Warning: Contains erotic snow art, toppy twinks, and super-sweet holiday moments. Best savored with a mug of hot chocolate with a dash of spice
Excerpt: When Paul arrived at the Parks farm, Daryl Parks got off his tractor and came over to shake Paul’s hand. “Good to see you, Paul. How’s business?”
“Going well, thank you.”
“Say, do you guys repair iPods? The one we use in the shed stopped working, and I can’t even find a way to open the thing up.”
“Well, I can repair them, but I’m not certified. And I have to tell you I’m about a one-to-one ratio, fixing vs. breaking it more.”

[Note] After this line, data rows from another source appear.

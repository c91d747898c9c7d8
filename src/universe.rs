//! The set of packages that must be covered.
//!
//! The authoritative list is the mapping table itself: every top-level key of
//! `package_mappings.toml` is a canonical package name. Adding an empty
//! `[newtool]` section is enough to get it looked up on the next run.
//! Additional lists (a `Brewfile`, or plain one-name-per-line files) can
//! contribute names too.

use crate::error::{MapError, Result};
use std::collections::{BTreeSet, HashSet};
use std::path::{Path, PathBuf};
use tracing::{debug, warn};

/// Fragments left behind by splitting Flatpak ids, never real packages.
const PHANTOM_NAMES: &[&str] = &["app", "com", "net", "org", "io", "dev", "edu", "gov", "mil"];

/// Whether `name` looks like a real package name.
pub fn is_valid_package_name(name: &str) -> bool {
    let trimmed = name.trim();
    !trimmed.is_empty() && !PHANTOM_NAMES.contains(&trimmed.to_ascii_lowercase().as_str())
}

/// Canonical names from the universe file, in file order.
///
/// The universe is required: a missing or unparsable file aborts the run.
pub fn load_universe(path: &Path) -> Result<Vec<String>> {
    let content = match std::fs::read_to_string(path) {
        Ok(c) => c,
        Err(e) if e.kind() == std::io::ErrorKind::NotFound => {
            return Err(MapError::UniverseMissing(path.to_path_buf()));
        }
        Err(e) => return Err(e.into()),
    };
    parse_universe(&content).map_err(|source| MapError::UniverseParse {
        path: path.to_path_buf(),
        source,
    })
}

/// Top-level keys of a TOML document, in document order, phantom names removed.
pub fn parse_universe(content: &str) -> std::result::Result<Vec<String>, toml::de::Error> {
    let table: toml::Table = toml::from_str(content)?;
    let names: Vec<String> = table
        .keys()
        .filter(|name| {
            let valid = is_valid_package_name(name);
            if !valid {
                warn!("ignoring invalid package name '{}' in universe", name);
            }
            valid
        })
        .cloned()
        .collect();
    Ok(names)
}

/// Parse a package list, picking the format from the file name.
pub fn parse_package_list(file_name: &str, content: &str) -> BTreeSet<String> {
    if file_name.to_ascii_lowercase().contains("brewfile") {
        parse_brewfile(content)
    } else {
        parse_simple_list(content)
    }
}

/// Read a package list from disk. Missing lists are skipped with a warning.
pub fn load_package_list(path: &Path) -> Result<BTreeSet<String>> {
    let content = match std::fs::read_to_string(path) {
        Ok(c) => c,
        Err(e) if e.kind() == std::io::ErrorKind::NotFound => {
            warn!("package list not found: {}", path.display());
            return Ok(BTreeSet::new());
        }
        Err(e) => return Err(e.into()),
    };

    let file_name = path
        .file_name()
        .map(|n| n.to_string_lossy().into_owned())
        .unwrap_or_default();
    let names = parse_package_list(&file_name, &content);
    debug!("{} packages in {}", names.len(), path.display());
    Ok(names)
}

/// Union of several package lists.
pub fn load_package_lists(paths: &[PathBuf]) -> Result<BTreeSet<String>> {
    let mut names = BTreeSet::new();
    for path in paths {
        names.extend(load_package_list(path)?);
    }
    Ok(names)
}

/// `universe` followed by list names it doesn't already contain.
pub fn extend_universe(mut universe: Vec<String>, lists: &BTreeSet<String>) -> Vec<String> {
    let known: HashSet<String> = universe.iter().cloned().collect();
    universe.extend(lists.iter().filter(|n| !known.contains(*n)).cloned());
    universe
}

/// `brew "name"` and `cask "name"` lines; tap prefixes are stripped.
pub fn parse_brewfile(content: &str) -> BTreeSet<String> {
    content
        .lines()
        .filter_map(|line| {
            let line = line.trim();
            let rest = line
                .strip_prefix("brew ")
                .or_else(|| line.strip_prefix("cask "))?;
            let quoted = rest.trim_start().strip_prefix('"')?;
            let name = &quoted[..quoted.find('"')?];
            let name = name.rsplit('/').next().unwrap_or(name);
            is_valid_package_name(name).then(|| name.to_string())
        })
        .collect()
}

/// One name per line; blank lines and `#` comments ignored, trailing
/// comments stripped.
pub fn parse_simple_list(content: &str) -> BTreeSet<String> {
    content
        .lines()
        .filter_map(|line| {
            let line = line.split('#').next().unwrap_or("").trim();
            is_valid_package_name(line).then(|| line.to_string())
        })
        .collect()
}

#[cfg(test)]
mod tests {
    use super::*;

    #[test]
    fn test_universe_keeps_document_order() {
        let toml = r#"
["python@3.12"]
apt-pkg = "python3"

[zoxide]

[bat]
description = "cat clone"

[org]
"#;
        let names = parse_universe(toml).unwrap();
        assert_eq!(names, vec!["python@3.12", "zoxide", "bat"]);
    }

    #[test]
    fn test_universe_errors() {
        let dir = tempfile::TempDir::new().unwrap();
        let missing = dir.path().join("package_mappings.toml");
        assert!(matches!(
            load_universe(&missing),
            Err(MapError::UniverseMissing(_))
        ));

        std::fs::write(&missing, "[broken").unwrap();
        assert!(matches!(
            load_universe(&missing),
            Err(MapError::UniverseParse { .. })
        ));
    }

    #[test]
    fn test_brewfile() {
        let content = r#"
tap "homebrew/bundle"
brew "ripgrep"
brew "user/tools/special", args: ["HEAD"]
cask "wezterm"
# brew "commented"
mas "Xcode", id: 497799835
"#;
        let names = parse_brewfile(content);
        assert_eq!(
            names.into_iter().collect::<Vec<_>>(),
            vec!["ripgrep", "special", "wezterm"]
        );
    }

    #[test]
    fn test_simple_list() {
        let content = "# Archfile\nneovim\n\nyay  # AUR\n  fzf \ncom\n";
        let names = parse_simple_list(content);
        assert_eq!(
            names.into_iter().collect::<Vec<_>>(),
            vec!["fzf", "neovim", "yay"]
        );
    }

    #[test]
    fn test_list_format_by_file_name() {
        assert!(parse_package_list("Brewfile.in", "brew \"jq\"\n").contains("jq"));
        assert!(parse_package_list("Aptfile", "brew \"jq\"\n").contains("brew \"jq\""));
    }

    #[test]
    fn test_extend_universe_keeps_order() {
        let universe = vec!["zoxide".to_string(), "bat".to_string()];
        let lists: BTreeSet<String> = ["bat", "fd", "atuin"].iter().map(|s| s.to_string()).collect();
        assert_eq!(
            extend_universe(universe, &lists),
            vec!["zoxide", "bat", "atuin", "fd"]
        );
    }

    #[test]
    fn test_phantom_names() {
        assert!(!is_valid_package_name("org"));
        assert!(!is_valid_package_name("  "));
        assert!(is_valid_package_name("org.gnome.Boxes"));
    }
}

Daryl chuckled. “That’s a sight better than I’ve managed. Would it be okay to give it to you today, or should I bring it by the shop?”
“I can take it, sir.”
Daryl grinned and slapped Paul on the shoulder. “Come on. Kyle’s in the back. I’m coming along to watch, because he never stopped to take a shower like Jane told him to, and he’ll be fit to be tied now that you’re here.”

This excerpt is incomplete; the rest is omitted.